David Hallerman, a senior analyst at eMarketer, a research firm, said marketers spent $925 million on online video advertising in 2007—a small percentage of the $25.9 billion overall ad spend online. But video is the biggest growth area, he said, and will reach $5.5 billion by 2012—or about 10 percent of the total amount of advertising dollars spent on the Internet.
“For a lot of marketers, video is seen as experimental,” Hallerman said, noting that the top 100 advertisers spent just 3.1 percent of their total advertising budgets online. “Video may not always something you’ll directly make money from, but will help increase traffic and brand awareness.”

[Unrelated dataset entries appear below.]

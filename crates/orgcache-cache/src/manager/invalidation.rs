//! Applying CDC events to the cache tiers.
//!
//! With write-through enabled, creates and updates carrying a complete
//! `after` image overwrite the entity's entry, deletes evict it, and every
//! tracked list view is patched or evicted. Otherwise everything the event
//! may affect is evicted. Stats are always evicted. Failures on one key are logged and
//! never stop work on the others.

use tracing::{debug, warn};
use uuid::Uuid;

use orgcache_core::config::ConsistencyMode;
use orgcache_core::events::{CdcEvent, CdcOperation, ORGANIZATION_ENTITY};
use orgcache_core::result::AppResult;
use orgcache_core::types::{Organization, QueryParams};

use super::UnifiedCacheManager;
use super::tiers::EntryDescriptor;
use crate::entry::{CacheEntry, CacheSource};
use crate::keys::EntityKind;

/// What happened to one cached list view.
#[derive(Debug, Clone, Copy, PartialEq, Eq)]
enum ViewOutcome {
    Patched,
    Unchanged,
    Evicted,
}

impl UnifiedCacheManager {
    /// Apply one change event to both tiers.
    ///
    /// Events for other entity types are ignored. A malformed event is
    /// rejected before any cache entry is touched.
    pub async fn handle_cdc_event(&self, event: &CdcEvent) -> AppResult<()> {
        if event.entity_type != ORGANIZATION_ENTITY {
            debug!(
                event_id = %event.event_id,
                entity_type = %event.entity_type,
                "Ignoring CDC event for uncached entity type"
            );
            return Ok(());
        }

        let organization = event.to_organization()?;
        let tenant_id = event.tenant_id;
        let org_key = self
            .inner
            .keys
            .organization_key(tenant_id, &organization.code);

        // Creates and updates are written through only with a complete
        // post-change image; otherwise the event just evicts.
        let written = match event.operation {
            CdcOperation::Create | CdcOperation::Update if self.inner.config.write_through => {
                event.after_image()?
            }
            _ => None,
        };
        let evict_only = !self.inner.config.write_through
            || (event.operation != CdcOperation::Delete && written.is_none());

        if evict_only {
            let evicted = self.invalidate_affected(tenant_id, &org_key).await;
            debug!(
                event_id = %event.event_id,
                operation = %event.operation,
                tenant_id = %tenant_id,
                code = %organization.code,
                write_through = self.inner.config.write_through,
                evicted,
                "Invalidated cache entries for CDC event"
            );
            return Ok(());
        }

        let organization = match written {
            Some(current) => {
                self.write_entity(&org_key, &current, event).await;
                current
            }
            None => {
                self.evict_key(&org_key).await;
                organization
            }
        };

        let views = self.tracked_views(tenant_id).await;
        let (mut patched, mut evicted) = (0usize, 0usize);
        for params in &views {
            match self
                .apply_to_view(tenant_id, params, &organization, event.operation)
                .await
            {
                ViewOutcome::Patched => patched += 1,
                ViewOutcome::Evicted => evicted += 1,
                ViewOutcome::Unchanged => {}
            }
        }
        self.evict_key(&self.inner.keys.stats_key(tenant_id)).await;

        debug!(
            event_id = %event.event_id,
            operation = %event.operation,
            tenant_id = %tenant_id,
            code = %organization.code,
            views = views.len(),
            patched,
            evicted,
            "Applied CDC event"
        );
        Ok(())
    }

    /// Hand an event to the manager according to the consistency mode.
    ///
    /// STRONG applies it before returning; EVENTUAL queues it on the bus
    /// for the background listener.
    pub async fn ingest(&self, event: CdcEvent) -> AppResult<()> {
        match self.inner.config.consistency_mode {
            ConsistencyMode::Strong => self.handle_cdc_event(&event).await,
            ConsistencyMode::Eventual => {
                event.validate()?;
                let event_id = event.event_id.clone();
                if self.inner.bus.publish(event) == 0 {
                    warn!(event_id = %event_id, "No listener accepted CDC event");
                }
                Ok(())
            }
        }
    }

    async fn write_entity(&self, key: &str, organization: &Organization, event: &CdcEvent) {
        let descriptor = EntryDescriptor {
            tenant_id: event.tenant_id,
            kind: EntityKind::Organization,
            entity_id: &organization.code,
        };
        let mut metadata = descriptor.metadata(CacheSource::ChangeEvent);
        if event.timestamp > 0 {
            metadata.version = event.timestamp;
        }

        match CacheEntry::encode(
            key,
            organization,
            metadata,
            descriptor.tags(),
            self.inner.config.l2_ttl(),
        ) {
            Ok(entry) => self.store_entry(entry).await,
            Err(e) => {
                warn!(key = %key, error = %e, "Could not encode CDC snapshot, evicting instead");
                self.evict_key(key).await;
            }
        }
    }

    /// Patch one list view if it holds a complete result, evict it otherwise.
    ///
    /// L2 is the source for the patch; an L1 copy without a usable L2
    /// counterpart is dropped.
    async fn apply_to_view(
        &self,
        tenant_id: Uuid,
        params: &QueryParams,
        organization: &Organization,
        operation: CdcOperation,
    ) -> ViewOutcome {
        let key = self.inner.keys.list_key(tenant_id, params);
        let Some(entry) = self.l2_entry(&key).await else {
            self.inner.l1.delete(&key);
            return ViewOutcome::Unchanged;
        };

        let current: Vec<Organization> = match entry.decode() {
            Ok(list) => list,
            Err(e) => {
                warn!(key = %key, error = %e, "Evicting undecodable list view");
                self.evict_key(&key).await;
                return ViewOutcome::Evicted;
            }
        };

        if !params.holds_complete_result(current.len()) {
            self.evict_key(&key).await;
            return ViewOutcome::Evicted;
        }

        let (updated, changed) =
            self.inner
                .updater
                .update_list_cache(&current, organization, operation, params);
        if !changed {
            return ViewOutcome::Unchanged;
        }

        match entry.replace_data(&updated, CacheSource::ListPatch, self.inner.config.l2_ttl()) {
            Ok(patched) => {
                self.store_entry(patched).await;
                ViewOutcome::Patched
            }
            Err(e) => {
                warn!(key = %key, error = %e, "Could not encode patched list view");
                self.evict_key(&key).await;
                ViewOutcome::Evicted
            }
        }
    }

    /// Evict the entity, its tenant's stats and every tracked list view.
    async fn invalidate_affected(&self, tenant_id: Uuid, org_key: &str) -> usize {
        let mut keys = vec![
            org_key.to_string(),
            self.inner.keys.stats_key(tenant_id),
        ];
        keys.extend(
            self.tracked_views(tenant_id)
                .await
                .iter()
                .map(|params| self.inner.keys.list_key(tenant_id, params)),
        );
        for key in &keys {
            self.evict_key(key).await;
        }
        keys.len()
    }
}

Eric Gonon, executive producer at BusinessWeek’s television unit, said the magazine is placing video next to highest trafficked stories on its Web site, embedding it into pages “where people are already going.”
But understanding what video works online is a long process, even for big publishers.

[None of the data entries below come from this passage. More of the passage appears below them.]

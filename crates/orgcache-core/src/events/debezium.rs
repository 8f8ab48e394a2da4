//! Decoding of Debezium change envelopes into [`CdcEvent`]s.

use serde::Deserialize;
use serde_json::{Map, Value};
use uuid::Uuid;

use super::{CdcEvent, CdcOperation, ORGANIZATION_ENTITY};
use crate::error::AppError;
use crate::result::AppResult;

/// A Debezium message with the schema envelope enabled.
#[derive(Debug, Clone, Deserialize)]
pub struct DebeziumEnvelope {
    pub payload: DebeziumPayload,
}

/// The change itself.
#[derive(Debug, Clone, Deserialize)]
pub struct DebeziumPayload {
    #[serde(default)]
    pub before: Option<Map<String, Value>>,
    #[serde(default)]
    pub after: Option<Map<String, Value>>,
    /// `c` create, `r` snapshot read, `u` update, `d` delete.
    pub op: String,
    /// Commit time in epoch milliseconds.
    #[serde(default)]
    pub ts_ms: i64,
}

impl DebeziumEnvelope {
    /// Parse either an enveloped message or a bare payload.
    pub fn parse(raw: &str) -> AppResult<Self> {
        if let Ok(envelope) = serde_json::from_str::<Self>(raw) {
            return Ok(envelope);
        }
        let payload: DebeziumPayload = serde_json::from_str(raw)?;
        Ok(Self { payload })
    }

    /// Convert into an organization change event.
    pub fn into_cdc_event(self) -> AppResult<CdcEvent> {
        let DebeziumPayload {
            before,
            after,
            op,
            ts_ms,
        } = self.payload;

        let operation = match op.as_str() {
            "c" | "r" => CdcOperation::Create,
            "u" => CdcOperation::Update,
            "d" => CdcOperation::Delete,
            other => {
                return Err(AppError::validation(format!(
                    "unsupported Debezium operation '{other}'"
                )));
            }
        };

        // Deletes keep only the before image, creates only the after image.
        let (before, after) = match operation {
            CdcOperation::Create => (None, after),
            CdcOperation::Update => (before, after),
            CdcOperation::Delete => (before, None),
        };

        let data = after
            .as_ref()
            .or(before.as_ref())
            .ok_or_else(|| AppError::validation("Debezium payload has no row image"))?;

        let tenant_id = data
            .get("tenant_id")
            .and_then(Value::as_str)
            .and_then(|raw| Uuid::parse_str(raw).ok())
            .ok_or_else(|| AppError::validation("Debezium row image has no valid tenant_id"))?;
        let entity_id = data
            .get("code")
            .and_then(Value::as_str)
            .unwrap_or_default()
            .to_string();

        let event = CdcEvent {
            event_id: Uuid::new_v4().to_string(),
            operation,
            entity_type: ORGANIZATION_ENTITY.to_string(),
            entity_id,
            tenant_id,
            before,
            after,
            timestamp: ts_ms,
            source: "debezium".to_string(),
        };
        event.validate()?;
        Ok(event)
    }
}
//! Bounded in-process cache with LRU eviction and per-entry TTL.

use std::collections::HashMap;
use std::sync::Arc;
use std::time::{Duration, Instant};

use parking_lot::Mutex;
use serde::Serialize;

use crate::entry::CacheEntry;

/// Snapshot of L1 counters.
#[derive(Debug, Clone, Copy, PartialEq, Serialize)]
pub struct L1Stats {
    pub hits: u64,
    pub misses: u64,
    pub size: usize,
    /// `hits / (hits + misses)`, `0.0` before the first lookup.
    pub hit_rate: f64,
    pub evictions: u64,
    pub expirations: u64,
}

#[derive(Debug)]
struct Node {
    key: String,
    entry: Arc<CacheEntry>,
    expires_at: Instant,
    prev: Option<usize>,
    next: Option<usize>,
}

/// Recency list threaded through a dense node vector.
///
/// `head` is the most recently touched node, `tail` the eviction candidate.
/// Removal swaps the last node into the freed slot so indices stay dense.
#[derive(Debug, Default)]
struct LruState {
    nodes: Vec<Node>,
    index: HashMap<String, usize>,
    head: Option<usize>,
    tail: Option<usize>,
    hits: u64,
    misses: u64,
    evictions: u64,
    expirations: u64,
}

impl LruState {
    fn unlink(&mut self, idx: usize) {
        let (prev, next) = (self.nodes[idx].prev, self.nodes[idx].next);
        match prev {
            Some(p) => self.nodes[p].next = next,
            None => self.head = next,
        }
        match next {
            Some(n) => self.nodes[n].prev = prev,
            None => self.tail = prev,
        }
        self.nodes[idx].prev = None;
        self.nodes[idx].next = None;
    }

    fn push_front(&mut self, idx: usize) {
        self.nodes[idx].prev = None;
        self.nodes[idx].next = self.head;
        if let Some(head) = self.head {
            self.nodes[head].prev = Some(idx);
        }
        self.head = Some(idx);
        if self.tail.is_none() {
            self.tail = Some(idx);
        }
    }

    fn touch(&mut self, idx: usize) {
        if self.head != Some(idx) {
            self.unlink(idx);
            self.push_front(idx);
        }
    }

    fn remove_at(&mut self, idx: usize) -> Node {
        self.unlink(idx);
        let last = self.nodes.len() - 1;
        let node = self.nodes.swap_remove(idx);
        self.index.remove(&node.key);

        if idx != last {
            // The node formerly at `last` now lives at `idx`.
            let (prev, next) = (self.nodes[idx].prev, self.nodes[idx].next);
            match prev {
                Some(p) => self.nodes[p].next = Some(idx),
                None => self.head = Some(idx),
            }
            match next {
                Some(n) => self.nodes[n].prev = Some(idx),
                None => self.tail = Some(idx),
            }
            if let Some(slot) = self.index.get_mut(&self.nodes[idx].key) {
                *slot = idx;
            }
        }
        node
    }

    fn clear(&mut self) {
        self.nodes.clear();
        self.index.clear();
        self.head = None;
        self.tail = None;
    }
}

/// The L1 tier.
///
/// All operations take one short critical section; none of them awaits.
#[derive(Debug)]
pub struct L1Cache {
    state: Mutex<LruState>,
    max_size: usize,
    ttl: Duration,
}

impl L1Cache {
    /// Create an empty cache holding at most `max_size` entries for `ttl` each.
    pub fn new(max_size: usize, ttl: Duration) -> Self {
        Self {
            state: Mutex::new(LruState::default()),
            max_size: max_size.max(1),
            ttl,
        }
    }

    /// Default lifetime of entries.
    pub fn ttl(&self) -> Duration {
        self.ttl
    }

    pub fn max_size(&self) -> usize {
        self.max_size
    }

    /// Look up a live entry, marking it most recently used.
    ///
    /// An expired entry is removed and counts as a miss.
    pub fn get(&self, key: &str) -> Option<Arc<CacheEntry>> {
        let mut guard = self.state.lock();
        let state = &mut *guard;
        let Some(&idx) = state.index.get(key) else {
            state.misses += 1;
            return None;
        };

        if state.nodes[idx].expires_at <= Instant::now() {
            state.remove_at(idx);
            state.expirations += 1;
            state.misses += 1;
            return None;
        }

        state.touch(idx);
        state.hits += 1;
        Some(Arc::clone(&state.nodes[idx].entry))
    }

    /// Look up a live entry without touching recency or counters.
    pub fn peek(&self, key: &str) -> Option<Arc<CacheEntry>> {
        let state = self.state.lock();
        let idx = *state.index.get(key)?;
        let node = &state.nodes[idx];
        (node.expires_at > Instant::now()).then(|| Arc::clone(&node.entry))
    }

    /// Insert or replace an entry with the default TTL.
    pub fn set(&self, key: &str, entry: impl Into<Arc<CacheEntry>>) {
        self.set_with_ttl(key, entry, self.ttl);
    }

    /// Insert or replace an entry that expires after `ttl`.
    ///
    /// Replacing refreshes both recency and expiry. Inserting a new key
    /// into a full cache evicts exactly the least recently used entry.
    pub fn set_with_ttl(&self, key: &str, entry: impl Into<Arc<CacheEntry>>, ttl: Duration) {
        let entry = entry.into();
        let expires_at = Instant::now() + ttl;
        let mut guard = self.state.lock();
        let state = &mut *guard;

        if let Some(&idx) = state.index.get(key) {
            let node = &mut state.nodes[idx];
            node.entry = entry;
            node.expires_at = expires_at;
            state.touch(idx);
            return;
        }

        let idx = state.nodes.len();
        state.nodes.push(Node {
            key: key.to_string(),
            entry,
            expires_at,
            prev: None,
            next: None,
        });
        state.index.insert(key.to_string(), idx);
        state.push_front(idx);

        if state.nodes.len() > self.max_size {
            if let Some(tail) = state.tail {
                let evicted = state.remove_at(tail);
                if evicted.expires_at <= Instant::now() {
                    state.expirations += 1;
                } else {
                    state.evictions += 1;
                }
            }
        }
    }

    /// Remove an entry. Returns whether it was present.
    pub fn delete(&self, key: &str) -> bool {
        let mut guard = self.state.lock();
        let state = &mut *guard;
        match state.index.get(key).copied() {
            Some(idx) => {
                state.remove_at(idx);
                true
            }
            None => false,
        }
    }

    /// Drop every entry. Counters are kept.
    pub fn clear(&self) {
        self.state.lock().clear();
    }

    /// Remove expired entries, walking from the least recently used end.
    ///
    /// The walk stops at the first live entry, so an expired entry that was
    /// touched recently waits for its lookup or a later sweep.
    pub fn sweep_expired(&self) -> usize {
        let now = Instant::now();
        let mut guard = self.state.lock();
        let state = &mut *guard;
        let mut removed = 0;
        while let Some(tail) = state.tail {
            if state.nodes[tail].expires_at > now {
                break;
            }
            state.remove_at(tail);
            removed += 1;
        }
        state.expirations += removed as u64;
        removed
    }

    /// Up to `limit` live keys, most recently used first.
    pub fn keys(&self, limit: usize) -> Vec<String> {
        let now = Instant::now();
        let state = self.state.lock();
        let mut keys = Vec::with_capacity(limit.min(state.nodes.len()));
        let mut cursor = state.head;
        while let Some(idx) = cursor {
            if keys.len() >= limit {
                break;
            }
            let node = &state.nodes[idx];
            if node.expires_at > now {
                keys.push(node.key.clone());
            }
            cursor = node.next;
        }
        keys
    }

    /// Number of stored entries, including expired ones not yet removed.
    pub fn len(&self) -> usize {
        self.state.lock().nodes.len()
    }

    pub fn is_empty(&self) -> bool {
        self.len() == 0
    }

    pub fn get_stats(&self) -> L1Stats {
        let state = self.state.lock();
        let lookups = state.hits + state.misses;
        L1Stats {
            hits: state.hits,
            misses: state.misses,
            size: state.nodes.len(),
            hit_rate: if lookups == 0 {
                0.0
            } else {
                state.hits as f64 / lookups as f64
            },
            evictions: state.evictions,
            expirations: state.expirations,
        }
    }
}
//! In-memory distributed-tier implementation using the moka crate.
//!
//! Useful for single-process deployments and tests; nothing is shared
//! across processes.

use std::sync::Arc;
use std::time::{Duration, Instant};

use async_trait::async_trait;
use moka::Expiry;
use moka::future::Cache;
use tracing::debug;

use orgcache_core::config::cache::MemoryCacheConfig;
use orgcache_core::result::AppResult;
use orgcache_core::traits::cache::DistributedCache;

#[derive(Debug, Clone)]
struct StoredValue {
    value: Arc<str>,
    ttl: Duration,
}

/// Expires each entry after the TTL it was written with.
struct PerEntryTtl;

impl Expiry<String, StoredValue> for PerEntryTtl {
    fn expire_after_create(
        &self,
        _key: &String,
        value: &StoredValue,
        _created_at: Instant,
    ) -> Option<Duration> {
        Some(value.ttl)
    }

    fn expire_after_update(
        &self,
        _key: &String,
        value: &StoredValue,
        _updated_at: Instant,
        _duration_until_expiry: Option<Duration>,
    ) -> Option<Duration> {
        Some(value.ttl)
    }
}

/// In-memory cache provider using moka.
#[derive(Debug, Clone)]
pub struct MemoryCacheProvider {
    cache: Cache<String, StoredValue>,
}

impl MemoryCacheProvider {
    /// Create a new in-memory cache from configuration.
    pub fn new(config: &MemoryCacheConfig) -> Self {
        let cache = Cache::builder()
            .max_capacity(config.max_capacity)
            .expire_after(PerEntryTtl)
            .build();

        Self { cache }
    }

    /// Number of live entries (approximate until pending tasks run).
    pub fn entry_count(&self) -> u64 {
        self.cache.entry_count()
    }
}

#[async_trait]
impl DistributedCache for MemoryCacheProvider {
    async fn get(&self, key: &str) -> AppResult<Option<String>> {
        Ok(self.cache.get(key).await.map(|stored| stored.value.to_string()))
    }

    async fn set(&self, key: &str, value: &str, ttl: Duration) -> AppResult<()> {
        self.cache
            .insert(
                key.to_string(),
                StoredValue {
                    value: Arc::from(value),
                    ttl,
                },
            )
            .await;
        Ok(())
    }

    async fn delete(&self, key: &str) -> AppResult<()> {
        self.cache.invalidate(key).await;
        Ok(())
    }

    async fn delete_pattern(&self, pattern: &str) -> AppResult<u64> {
        // Moka doesn't support pattern scanning, so we iterate.
        let keys_to_remove: Vec<String> = self
            .cache
            .iter()
            .filter(|(key, _)| glob_match(pattern, key))
            .map(|(key, _)| key.to_string())
            .collect();

        let count = keys_to_remove.len() as u64;
        for key in keys_to_remove {
            self.cache.invalidate(&key).await;
        }

        debug!(pattern, count, "Deleted keys matching pattern");
        Ok(count)
    }

    async fn health_check(&self) -> AppResult<bool> {
        Ok(true)
    }

    async fn flush_all(&self) -> AppResult<()> {
        self.cache.invalidate_all();
        self.cache.run_pending_tasks().await;
        Ok(())
    }
}

/// Redis-style glob match supporting `*` and `?`.
fn glob_match(pattern: &str, text: &str) -> bool {
    let pattern = pattern.as_bytes();
    let text = text.as_bytes();
    let (mut p, mut t) = (0, 0);
    let mut backtrack: Option<(usize, usize)> = None;

    while t < text.len() {
        match pattern.get(p) {
            Some(b'*') => {
                backtrack = Some((p, t));
                p += 1;
            }
            Some(&c) if c == b'?' || c == text[t] => {
                p += 1;
                t += 1;
            }
            _ => match backtrack {
                Some((star, matched)) => {
                    p = star + 1;
                    t = matched + 1;
                    backtrack = Some((star, matched + 1));
                }
                None => return false,
            },
        }
    }
    pattern[p..].iter().all(|&c| c == b'*')
}

#[cfg(test)]
mod tests {
    use super::*;

    fn make_provider() -> MemoryCacheProvider {
        MemoryCacheProvider::new(&MemoryCacheConfig { max_capacity: 1000 })
    }

    #[tokio::test]
    async fn test_set_get() {
        let provider = make_provider();
        provider
            .set("key1", "value1", Duration::from_secs(60))
            .await
            .unwrap();
        let val = provider.get("key1").await.unwrap();
        assert_eq!(val, Some("value1".to_string()));
    }

    #[tokio::test]
    async fn test_delete() {
        let provider = make_provider();
        provider
            .set("key2", "value2", Duration::from_secs(60))
            .await
            .unwrap();
        provider.delete("key2").await.unwrap();
        let val = provider.get("key2").await.unwrap();
        assert_eq!(val, None);
    }

    #[tokio::test]
    async fn test_per_entry_ttl() {
        let provider = make_provider();
        provider
            .set("short", "v", Duration::from_millis(20))
            .await
            .unwrap();
        provider
            .set("long", "v", Duration::from_secs(60))
            .await
            .unwrap();
        tokio::time::sleep(Duration::from_millis(50)).await;

        assert_eq!(provider.get("short").await.unwrap(), None);
        assert!(provider.get("long").await.unwrap().is_some());
    }

    #[tokio::test]
    async fn test_delete_pattern() {
        let provider = make_provider();
        for key in ["org_v1:stats:aa", "org_v1:organization:bb", "org_v2:stats:cc"] {
            provider
                .set(key, "v", Duration::from_secs(60))
                .await
                .unwrap();
        }

        let removed = provider.delete_pattern("org_v1:*stats:*").await.unwrap();
        assert_eq!(removed, 1);
        assert!(provider.get("org_v1:stats:aa").await.unwrap().is_none());
        assert!(provider.get("org_v2:stats:cc").await.unwrap().is_some());
    }

    #[tokio::test]
    async fn test_flush_all_and_health_check() {
        let provider = make_provider();
        provider.set("k", "v", Duration::from_secs(60)).await.unwrap();
        provider.flush_all().await.unwrap();
        assert!(provider.get("k").await.unwrap().is_none());
        assert!(provider.health_check().await.unwrap());
    }

    #[test]
    fn test_glob_match() {
        assert!(glob_match("ns:*", "ns:a:b"));
        assert!(glob_match("ns:*stats:*", "ns:stats:abc"));
        assert!(!glob_match("ns:*organization:*", "ns:organization_views:abc"));
        assert!(glob_match("a?c", "abc"));
        assert!(!glob_match("a?c", "abbc"));
        assert!(glob_match("*", ""));
    }
}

Richard Glosser, “executive director of emerging media” at CondéNet admitted that when the company launched its videos initiatives in 2006, it “wasn’t as obvious or as simple as it seemed.” Last year he was focused on “putting in the plumbing” necessary to produce high-quality video. “This year, it’s about how to scale the business.”
He said Condé Nast had “a gold record situation” with two of its videos: one, a video of a man stuck in an elevator for 41 hours, got 3.7 million views on the New Yorker’s Web site. Video from Vanity Fair’s Miley Cyrus cover shoot generated 1.3 million views, but Glosser declined to say how much revenue those “gold records” generated. “We didn’t quite monetize them as well as we would’ve liked.” (Glosser added that the company “doesn’t presell and then produce” video—evoking the Church and State division—“but we do consult with our ad sales team.”)
One problem, Hallerman said, is that “one in three [people] say online video ads are annoying.” Another is a precipitous drop-off in viewership in longer-form video.
But that may change, Tammy Haddad, a video producer for Newsweek and member of the 2008 FOLIO: 40, said. More than seven million people watched Obama’s speech on race on YouTube—“and that was 37 minutes long.” The same week, NBC’s Nightly News averaged 8.9 million viewers, she said.
Haddad noted that the controversy surrounding Hillary Clinton’s comments about RFK’s assassination should’ve been broken by Time magazine. “She said it to Time already, but it was the [Sioux Falls] Argus Leader that had it on video.”